Check DNS Resolution:

kubectl exec <pod-name> -- nslookup <service-name>

Best Practices

  1. Leverage Services: Use ClusterIP for internal traffic and LoadBalancer for external.
  2. Implement Ingress: Consolidate routing rules for multiple services.
  3. Enable Resource Quotas: Limit resources to avoid network bottlenecks.
  4. Monitor Traffic: Use tools like Prometheus and Grafana to monitor network health.

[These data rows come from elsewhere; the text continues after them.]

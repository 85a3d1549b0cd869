//! Topology size codec.
//!
//! The control plane reports memory as an integer number of megabytes. Users
//! write capacities like `"1g"` or `"512m"`. [`encode`] picks the whole
//! gigabyte form when the value divides evenly and [`decode`] accepts both
//! forms, so `decode(encode(u)) == u` for every value the API can report.

use crate::error::{Error, Result};
use regex::Regex;
use std::sync::LazyLock;

/// Raw units (megabytes) per gigabyte.
pub const UNITS_PER_GIGABYTE: u32 = 1024;

/// Resource name the API uses for memory-sized topology.
pub const MEMORY_RESOURCE: &str = "memory";

static CAPACITY: LazyLock<Regex> =
    LazyLock::new(|| Regex::new(r"^(\d+)([gmGM])$").expect("Invalid capacity regex"));

/// Render raw units as a capacity string.
pub fn encode(units: u32) -> String {
    if units % UNITS_PER_GIGABYTE == 0 {
        format!("{}g", units / UNITS_PER_GIGABYTE)
    } else {
        format!("{units}m")
    }
}

/// Parse a capacity string into raw units.
pub fn decode(capacity: &str) -> Result<u32> {
    let invalid = || Error::InvalidCapacityFormat {
        value: capacity.to_string(),
    };

    let caps = CAPACITY.captures(capacity).ok_or_else(invalid)?;
    let value: u32 = caps[1].parse().map_err(|_| invalid())?;

    match &caps[2] {
        "g" | "G" => value.checked_mul(UNITS_PER_GIGABYTE).ok_or_else(invalid),
        _ => Ok(value),
    }
}
impl<'a> Poller<'a> {
    /// Create a poller.
    #[must_use]
    pub fn new(backend: &'a dyn Backend, config: &'a PollConfig) -> Self {
        Self {
            backend,
            config,
            cancel: CancelToken::new(),
            observer: None,
        }
    }

    /// Stop at the next network call once `cancel` fires.
    #[must_use]
    pub fn with_cancel(mut self, cancel: CancelToken) -> Self {
        self.cancel = cancel;
        self
    }

    /// Report progress to `observer`.
    #[must_use]
    pub fn with_observer(mut self, observer: &'a dyn PollObserver) -> Self {
        self.observer = Some(observer);
        self
    }

    /// Read until the deployment is stable or a plan fails.
    ///
    /// # Errors
    ///
    /// - `Error::Timeout` when the deadline passes first
    /// - `Error::PlanFailed` with the remote detail
    /// - `Error::Cancelled` when the token fires
    /// - the last transient error once a read exhausts its retries
    /// - any non-retryable read error, unchanged
    pub fn wait_until_stable(&self, id: &str) -> Result<PollOutcome> {
        let start = Instant::now();
        let deadline = start + self.config.timeout;
        let mut polls = 0;

        loop {
            let deployment = self.read(id, start, deadline)?;
            polls += 1;

            let state = PollState::from_deployment(&deployment);
            log::debug!("poll {polls} of {id}: {state:?}");
            if let Some(observer) = self.observer {
                observer.on_state(polls, start.elapsed(), &state);
            }

            match state {
                PollState::Stable => {
                    let unhealthy = unhealthy_components(&deployment);
                    if !unhealthy.is_empty() {
                        log::warn!("deployment {id} settled with unhealthy components: {unhealthy:?}");
                    }
                    log::info!("deployment {id} is stable after {polls} polls");
                    return Ok(PollOutcome {
                        deployment,
                        unhealthy,
                        polls,
                    });
                }
                PollState::Failed { kind, detail } => {
                    return Err(Error::PlanFailed {
                        id: id.to_string(),
                        kind,
                        detail,
                    });
                }
                PollState::Pending | PollState::Applying { .. } => {
                    self.pause(id, start, deadline)?;
                }
            }
        }
    }

    /// Read until the deployment is gone or every resource reports stopped.
    ///
    /// # Errors
    ///
    /// Same as [`Poller::wait_until_stable`], except that `NotFound` is the
    /// success condition.
    pub fn wait_until_absent(&self, id: &str) -> Result<()> {
        let start = Instant::now();
        let deadline = start + self.config.timeout;
        let mut polls = 0;

        loop {
            let deployment = match self.read(id, start, deadline) {
                Ok(deployment) => deployment,
                Err(e) if e.is_not_found() => {
                    log::info!("deployment {id} is gone");
                    return Ok(());
                }
                Err(e) => return Err(e),
            };
            polls += 1;

            let stopped = deployment.resources.iter().all(|r| {
                r.info
                    .as_ref()
                    .is_some_and(|info| info.status == STOPPED_STATUS)
            });
            log::debug!("poll {polls} of {id}: stopped={stopped}");
            if stopped {
                log::info!("deployment {id} is stopped");
                return Ok(());
            }

            self.pause(id, start, deadline)?;
        }
    }

    fn read(&self, id: &str, start: Instant, deadline: Instant) -> Result<DeploymentInfo> {
        if Instant::now() >= deadline {
            return Err(self.timeout(id, start));
        }

        let callback = self.observer.map(|o| o as &dyn RetryCallback);
        with_retry_until(&self.config.retry, Some(deadline), callback, || {
            self.cancel.check()?;
            self.backend.get_deployment(id, &QueryParams::full())
        })
    }

    fn pause(&self, id: &str, start: Instant, deadline: Instant) -> Result<()> {
        let remaining = deadline.saturating_duration_since(Instant::now());
        if remaining.is_zero() {
            return Err(self.timeout(id, start));
        }
        thread::sleep(self.config.poll_interval.min(remaining));
        Ok(())
    }

    fn timeout(&self, id: &str, start: Instant) -> Error {
        log::warn!("gave up waiting for deployment {id}");
        Error::Timeout {
            id: id.to_string(),
            elapsed: start.elapsed(),
        }
    }
}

Production Example: Deploying a Web App with Networking

Scenario

Deploy a web application accessible via a custom domain.

App Deployment YAML

Save this as webapp-deployment.yaml:

apiVersion: apps/v1
kind: Deployment
metadata:
  name: webapp
spec:
  replicas: 3
  selector:
    matchLabels:
      app: webapp
  template:
    metadata:
      labels:
        app: webapp
    spec:
      containers:
      - name: webapp
        image: myregistry/webapp:v1
        ports:
        - containerPort: 8080

Service YAML

Save this as webapp-service.yaml:

apiVersion: v1
kind: Service
metadata:
  name: webapp-service
spec:
  selector:
    app: webapp
  ports:
  - protocol: TCP
    port: 80
    targetPort: 8080
  type: ClusterIP

Ingress YAML

Save this as webapp-ingress.yaml:

apiVersion: networking.k8s.io/v1
kind: Ingress
metadata:
  name: webapp-ingress
spec:
  rules:
  - host: webapp.example.com
    http:
      paths:
      - path: /
        pathType: Prefix
        backend:
          service:
            name: webapp-service
            port:
              number: 80

Apply the resources:

kubectl apply -f webapp-deployment.yaml
kubectl apply -f webapp-service.yaml
kubectl apply -f webapp-ingress.yaml

Update /etc/hosts:

echo "$(minikube ip) webapp.example.com" | sudo tee -a /etc/hosts

Access the application:

curl http://webapp.example.com

Conclusion

In this chapter, you learned:

  1. How Kubernetes networking connects Pods, Services, and external users.
  2. How to expose services using Service types and Ingress.
  3. How to troubleshoot and monitor networking issues.